> _Exercise instructions_: In the listing below, count the lines containing the string "engine" and state only the number.

-- Data shown follows --

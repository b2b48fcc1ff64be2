//! External tool detection.
//!
//! The [`ToolRegistry`] discovers and caches the locations of the external
//! CLI tools the engine drives: `ffmpeg` (encode, segment, concat, cut),
//! `ffprobe` (probe) and `mp4hls` (adaptive-streaming packaging).

use std::collections::HashMap;
use std::path::{Path, PathBuf};

use serde::{Deserialize, Serialize};

use crate::{Error, Result};

pub const FFMPEG: &str = "ffmpeg";
pub const FFPROBE: &str = "ffprobe";
pub const MP4HLS: &str = "mp4hls";

/// Known tool names that the registry manages.
const KNOWN_TOOLS: &[&str] = &[FFMPEG, FFPROBE, MP4HLS];

/// Optional explicit tool locations, typically from the `[tools]` config
/// section.
#[derive(Debug, Clone, Default, Serialize, Deserialize)]
pub struct ToolOverrides {
    #[serde(default)]
    pub ffmpeg: Option<PathBuf>,
    #[serde(default)]
    pub ffprobe: Option<PathBuf>,
    #[serde(default)]
    pub mp4hls: Option<PathBuf>,
}

impl ToolOverrides {
    fn get(&self, name: &str) -> Option<&Path> {
        match name {
            FFMPEG => self.ffmpeg.as_deref(),
            FFPROBE => self.ffprobe.as_deref(),
            MP4HLS => self.mp4hls.as_deref(),
            _ => None,
        }
    }
}

/// Availability information for a tool.
#[derive(Debug, Clone, Serialize, Deserialize)]
pub struct ToolInfo {
    pub name: String,
    pub available: bool,
    /// First line of the tool's version output, if it has one.
    pub version: Option<String>,
    pub path: Option<PathBuf>,
}

/// Registry holding discovered tool paths.
#[derive(Debug, Clone, Default)]
pub struct ToolRegistry {
    tools: HashMap<String, PathBuf>,
}

impl ToolRegistry {
    /// Discover tools, preferring configured paths that exist and falling
    /// back to `PATH`. Tools that are not found are omitted.
    pub fn discover(overrides: &ToolOverrides) -> Self {
        let mut tools = HashMap::new();

        for &name in KNOWN_TOOLS {
            let resolved = match overrides.get(name) {
                Some(p) if p.exists() => Some(p.to_path_buf()),
                Some(p) => {
                    tracing::warn!(tool = name, path = %p.display(), "configured tool path missing, searching PATH");
                    which::which(name).ok()
                }
                None => which::which(name).ok(),
            };

            if let Some(path) = resolved {
                tracing::debug!(tool = name, path = %path.display(), "tool discovered");
                tools.insert(name.to_string(), path);
            }
        }

        Self { tools }
    }

    /// Build a registry from explicit paths without touching the filesystem.
    pub fn from_paths<I, S, P>(entries: I) -> Self
    where
        I: IntoIterator<Item = (S, P)>,
        S: Into<String>,
        P: Into<PathBuf>,
    {
        Self {
            tools: entries
                .into_iter()
                .map(|(n, p)| (n.into(), p.into()))
                .collect(),
        }
    }

    /// Path of a discovered tool, or [`Error::ToolNotFound`].
    pub fn require(&self, name: &str) -> Result<&Path> {
        self.get(name).ok_or_else(|| Error::tool_not_found(name))
    }

    pub fn get(&self, name: &str) -> Option<&Path> {
        self.tools.get(name).map(PathBuf::as_path)
    }

    pub fn is_available(&self, name: &str) -> bool {
        self.tools.contains_key(name)
    }

    /// Check all known tools and return availability information.
    pub fn check_all(&self) -> Vec<ToolInfo> {
        KNOWN_TOOLS
            .iter()
            .map(|&name| match self.tools.get(name) {
                Some(path) => ToolInfo {
                    name: name.to_string(),
                    available: true,
                    version: detect_version(name, path),
                    path: Some(path.clone()),
                },
                None => ToolInfo {
                    name: name.to_string(),
                    available: false,
                    version: None,
                    path: None,
                },
            })
            .collect()
    }
}

/// Run `<tool> -version` (or `--version`) and return the first line.
fn detect_version(name: &str, path: &Path) -> Option<String> {
    let version_arg = match name {
        FFMPEG | FFPROBE => "-version",
        _ => "--version",
    };

    let output = std::process::Command::new(path)
        .arg(version_arg)
        .output()
        .ok()?;

    if !output.status.success() {
        return None;
    }

    String::from_utf8_lossy(&output.stdout)
        .lines()
        .next()
        .map(|s| s.to_string())
}
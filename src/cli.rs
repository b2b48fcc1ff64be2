use clap::{Parser, Subcommand};
use reelforge_common::{EncodingId, MediaId, ProfileId, TimeRange, TrimAction};
use std::path::PathBuf;

#[derive(Parser)]
#[command(name = "reelforge")]
#[command(author, version, about = "Video transcoding orchestration engine")]
pub struct Cli {
    /// Path to config file
    #[arg(short, long, global = true)]
    pub config: Option<PathBuf>,

    /// Enable verbose logging
    #[arg(short, long, global = true)]
    pub verbose: bool,

    #[command(subcommand)]
    pub command: Commands,
}

#[derive(Subcommand)]
pub enum Commands {
    /// Run the worker pool until interrupted
    Start {
        /// Number of parallel encodes (overrides config)
        #[arg(short, long)]
        workers: Option<usize>,
    },

    /// Register a source file as a new media
    Import {
        /// Source video file
        #[arg(required = true)]
        source: PathBuf,

        /// Owner the renditions are filed under
        #[arg(long, default_value = "default")]
        owner: String,

        /// Stable identifier (random if omitted)
        #[arg(long)]
        uid: Option<String>,

        /// Display title (file name if omitted)
        #[arg(long)]
        title: Option<String>,

        /// Dispatch encodes for all active profiles right away
        #[arg(long)]
        encode: bool,
    },

    /// Dispatch encodes for a media
    Encode {
        media: MediaId,

        /// Restrict to these profiles (all active profiles by default)
        #[arg(short, long = "profile")]
        profiles: Vec<ProfileId>,

        /// Replace existing renditions
        #[arg(long)]
        force: bool,

        /// Never split the source into chunks
        #[arg(long)]
        no_chunking: bool,

        /// Run the queued jobs in this process before exiting
        #[arg(long)]
        wait: bool,
    },

    /// Keep only the given time ranges of a media
    Trim {
        media: MediaId,

        /// Range to keep as START-END in seconds, e.g. 12.5-30
        #[arg(short, long = "range", required = true, value_parser = parse_range)]
        ranges: Vec<TimeRange>,

        /// replace, save_new or create_segments
        #[arg(short, long, default_value = "replace")]
        action: TrimAction,

        /// Run the queued jobs in this process before exiting
        #[arg(long)]
        wait: bool,
    },

    /// Show media and job record status
    Status {
        /// Limit output to one media
        media: Option<MediaId>,

        /// Output as JSON
        #[arg(long)]
        json: bool,
    },

    /// List encode profiles
    Profiles,

    /// Create the default profile ladder
    SeedProfiles,

    /// Cancel a pending or running job
    Cancel { encoding: EncodingId },

    /// Delete a media with all renditions and job records
    Delete { media: MediaId },

    /// Check that required external tools are available
    CheckTools,

    /// Validate configuration file
    Validate {
        /// Config file to validate (uses default if not specified)
        config: Option<PathBuf>,
    },

    /// Display version information
    Version,
}

/// Parse `START-END` into a [`TimeRange`].
pub fn parse_range(s: &str) -> Result<TimeRange, String> {
    let (start, end) = s
        .split_once('-')
        .ok_or_else(|| format!("expected START-END, got {s:?}"))?;
    let start: f64 = start
        .trim()
        .parse()
        .map_err(|e| format!("bad start {start:?}: {e}"))?;
    let end: f64 = end
        .trim()
        .parse()
        .map_err(|e| format!("bad end {end:?}: {e}"))?;
    TimeRange::new(start, end).map_err(|e| e.to_string())
}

-- Data shown concluded --

> _Answer below_: 2